At times in the last fortnight I have wondered if that openness has been worth it. I remain convinced that the principle is worth promoting. I do need, though, to go back and restate the basic messages of my first two speeches because some aspects of those messages have been distorted in the transmission.

My first speech looked at the financial dimensions of the Budget. I indicated that there were a number of nasty surprises in the baselines on which pre-election fiscal projections were based. That, and other considerations meant that the spending profile outlined in the Budget Policy Statement has altered. There was more of a front-end loading within the overall spending cap, but the three year projected spend was as outlined, and operating balances seemed secure. If anything, projections were for slight increases in surpluses compared with BPS preliminaries.

I made particular mention of the discipline and constraint that my Cabinet colleagues had exercised, individually and collectively. The message transmitted as something like “Cullen a fiscal conservative but can he tame the spending impulses of his Cabinet colleagues”! I stress again that the Budget was a collegial not a Ministerial exercise and that there is collegial buy-in to robust operating surpluses.

My second speech ranged over the economic landscape to set the economic context within which the Budget would be presented. The key theme there was that we are not on a roller coaster cycle like that of the 1990s. The growth we are experiencing is broader based, with stronger contributions from investment and exporting, and is less dependent on debt funded private consumption. It is less inflationary because the wider geographical and sectoral composition is putting less pressure on scarce resources. Finally, the rapid growth of the second half of 1999 does not reflect a boom-bust pattern. There were abnormal aspects of the December quarter growth pattern that will not be repeated: America’s Cup, Y2K provisioning, millennium partying, election advertising and so on - all coinciding.

Having put my earlier two speeches back in perspective, let me now move on to the theme of today’s speech: the policy context in which the Budget is being prepared.

Budget priorities, legislative proposals and the process of monitoring progress in major policy areas are all related to the benchmark key goals that the government set early in this term of office. They were printed in full in the Budget Policy Statement and I do not intend to read them out again.

The point I want to make is that Budget priorities are neither random nor idiosyncratic. The government’s policy agenda is broad. It is broad in terms of the things that matter, and broad in terms of who benefits.

It is useful to look at the recently announced arts package to illustrate these points. I think that there is a general feeling out there that over recent years we have lost something of the essence of being New Zealanders. There has been a type of economic reductionism at work. Values have been reduced to the single measure of money. Life has narrowed to material consumption. Culture has been universalised and commercialised.
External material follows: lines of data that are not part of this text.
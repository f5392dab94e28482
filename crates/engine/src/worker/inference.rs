// SPDX-License-Identifier: BUSL-1.1
// Copyright (c) 2026 Alfred Jean LLC

//! Inference worker: leases tasks, streams tokens through the hub,
//! finalizes with the measured throughput.

use super::{idle, DEFAULT_POLL_INTERVAL, ERROR_BACKOFF, INFERENCE_LEASE_TTL_MS};
use crate::contract::{ChatOutcome, ModelRunner, RunError};
use crate::runtime::Engine;
use hub_core::{
    inference_channel, DoneData, ErrorData, InferenceTask, JobOutcome, JobStatus, StreamEvent,
    TokenData,
};
use serde_json::Value;
use std::sync::Arc;
use std::time::Duration;
use tokio_util::sync::CancellationToken;

/// Long-lived worker over the inference queue.
pub struct InferenceWorker {
    engine: Arc<Engine>,
    runner: Arc<dyn ModelRunner>,
    poll_interval: Duration,
}

/// Worker-internal disposition of one inference run, kept structured so
/// the terminal event can carry the trace separately from the row's
/// flattened `error_log`.
enum InferOutcome {
    Done { result: Value, tokens_per_second: f64 },
    Canceled,
    Failed { message: String, trace: Option<String> },
}

impl InferOutcome {
    fn from_error(error: RunError) -> Self {
        match error {
            RunError::Canceled => InferOutcome::Canceled,
            RunError::Failed { message, trace } => InferOutcome::Failed { message, trace },
        }
    }
}

impl InferenceWorker {
    pub fn new(engine: Arc<Engine>, runner: Arc<dyn ModelRunner>) -> Self {
        Self { engine, runner, poll_interval: DEFAULT_POLL_INTERVAL }
    }

    /// Override the idle poll sleep (`HUB_POLL_INTERVAL_MS` in the daemon).
    pub fn with_poll_interval(mut self, poll_interval: Duration) -> Self {
        self.poll_interval = poll_interval;
        self
    }

    /// Run until shutdown. Runner failures finalize the task FAILED and
    /// the worker moves on.
    pub async fn run(self, shutdown: CancellationToken) {
        tracing::info!("inference worker started");
        while !shutdown.is_cancelled() {
            if let Err(error) = self.engine.reap_canceled_tasks().await {
                tracing::error!(%error, "reap of canceled tasks failed");
            }
            let now = self.engine.now_ms();
            match self.engine.store().lease_next_task(now, INFERENCE_LEASE_TTL_MS).await {
                Ok(Some(task)) => self.run_one(task).await,
                Ok(None) => {
                    if !idle(&shutdown, self.poll_interval).await {
                        break;
                    }
                }
                Err(error) => {
                    tracing::error!(%error, "task lease failed");
                    if !idle(&shutdown, ERROR_BACKOFF).await {
                        break;
                    }
                }
            }
        }
        tracing::info!("inference worker stopped");
    }

    async fn run_one(&self, task: InferenceTask) {
        let id = task.task_id.clone();
        let Some(lease) = task.lease_id.clone() else {
            tracing::error!(task_id = %id, "leased row is missing its lease id");
            return;
        };
        tracing::info!(task_id = %id, model_id = %task.model_id, priority = task.priority, "inference started");

        let cancel = self.engine.cancels().register(id.as_str());
        // A cancel arriving between the lease and the registration above
        // signals no token; the durable flag is written before the
        // signal, so one re-check here observes it.
        match self.engine.store().task(&id).await {
            Ok(Some(row)) if row.status == JobStatus::CancelRequested => cancel.cancel(),
            _ => {}
        }
        let outcome = self.infer(&task, cancel).await;

        let (job_outcome, tokens_per_second) = match &outcome {
            InferOutcome::Done { result, tokens_per_second } => (
                JobOutcome::Completed { result: result.clone() },
                Some(*tokens_per_second),
            ),
            InferOutcome::Canceled => (JobOutcome::Canceled, None),
            InferOutcome::Failed { message, trace } => {
                let error = match trace {
                    Some(trace) => format!("{message}\n{trace}"),
                    None => message.clone(),
                };
                (JobOutcome::Failed { error }, None)
            }
        };

        let now = self.engine.now_ms();
        let finalized = self
            .engine
            .store()
            .finalize_task(&id, &lease, &job_outcome, tokens_per_second, now)
            .await;
        match finalized {
            Ok(true) => {
                let channel = inference_channel(&id);
                let event = match outcome {
                    InferOutcome::Done { result, tokens_per_second } => StreamEvent::Done {
                        task_id: id.clone(),
                        data: DoneData { result, tokens_per_second },
                        ts: now,
                    },
                    InferOutcome::Canceled => {
                        StreamEvent::Canceled { task_id: id.clone(), ts: now }
                    }
                    InferOutcome::Failed { message, trace } => StreamEvent::Error {
                        task_id: id.clone(),
                        data: ErrorData { message, trace },
                        ts: now,
                    },
                };
                self.engine.hub().publish(&channel, event);
                tracing::info!(task_id = %id, status = %job_outcome.status(), "inference finalized");
            }
            Ok(false) => tracing::warn!(task_id = %id, "lease lost before finalization"),
            Err(error) => tracing::error!(task_id = %id, %error, "finalization failed"),
        }
        self.engine.cancels().unregister(id.as_str());
    }

    async fn infer(&self, task: &InferenceTask, cancel: CancellationToken) -> InferOutcome {
        if let Err(error) = self.runner.ensure_loaded(&task.model_id).await {
            return InferOutcome::from_error(error);
        }

        let hub = self.engine.hub().clone();
        let clock = self.engine.clock().clone();
        let channel = inference_channel(&task.task_id);
        let task_id = task.task_id.clone();
        let on_token = move |text: &str| {
            hub.publish(
                &channel,
                StreamEvent::Token {
                    task_id: task_id.clone(),
                    data: TokenData { text: text.to_string() },
                    ts: clock.epoch_ms(),
                },
            );
        };

        match self.runner.run_chat(&task.prompt, &task.parameters, &on_token, &cancel).await {
            Ok(ChatOutcome { result, tokens_per_second }) => {
                InferOutcome::Done { result, tokens_per_second }
            }
            Err(error) => InferOutcome::from_error(error),
        }
    }
}

#[cfg(test)]
#[path = "inference_tests.rs"]
mod tests;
A broader set of values celebrates our identity in the world as a people who support and defend freedom and fairness, who enjoy both the arts and sports, and who take pride in our cultural heritage.

Those values have been victims of policy neglect and financial scrimping. A restoration of the arts and culture did depend on substantial financial reconstruction. The cry I hear is that this is luxury spending: we are funding the elite when there is more need elsewhere.

I reject that. The government has to build its credibility on being relevant to all New Zealanders in all dimensions of their interests. Relief of poverty, concern about excessive inequality and creation of opportunity are basic obligations of a modern democratic state. They are not the only obligations, though.

A more expansive policy agenda does, however, have to be paid for. This means that the government needs to be fiscally responsible. It also means that a richer policy target complements but does not displace other dimensions of social and economic life. Being pro-people does not mean being anti-business.

The Budget therefore has to be concerned with cementing in an economic environment that welcomes, encourages and rewards business. I have been saddened by the tone of some recent commentaries that suggest that the government is anti-business, or at least indifferent to business concerns.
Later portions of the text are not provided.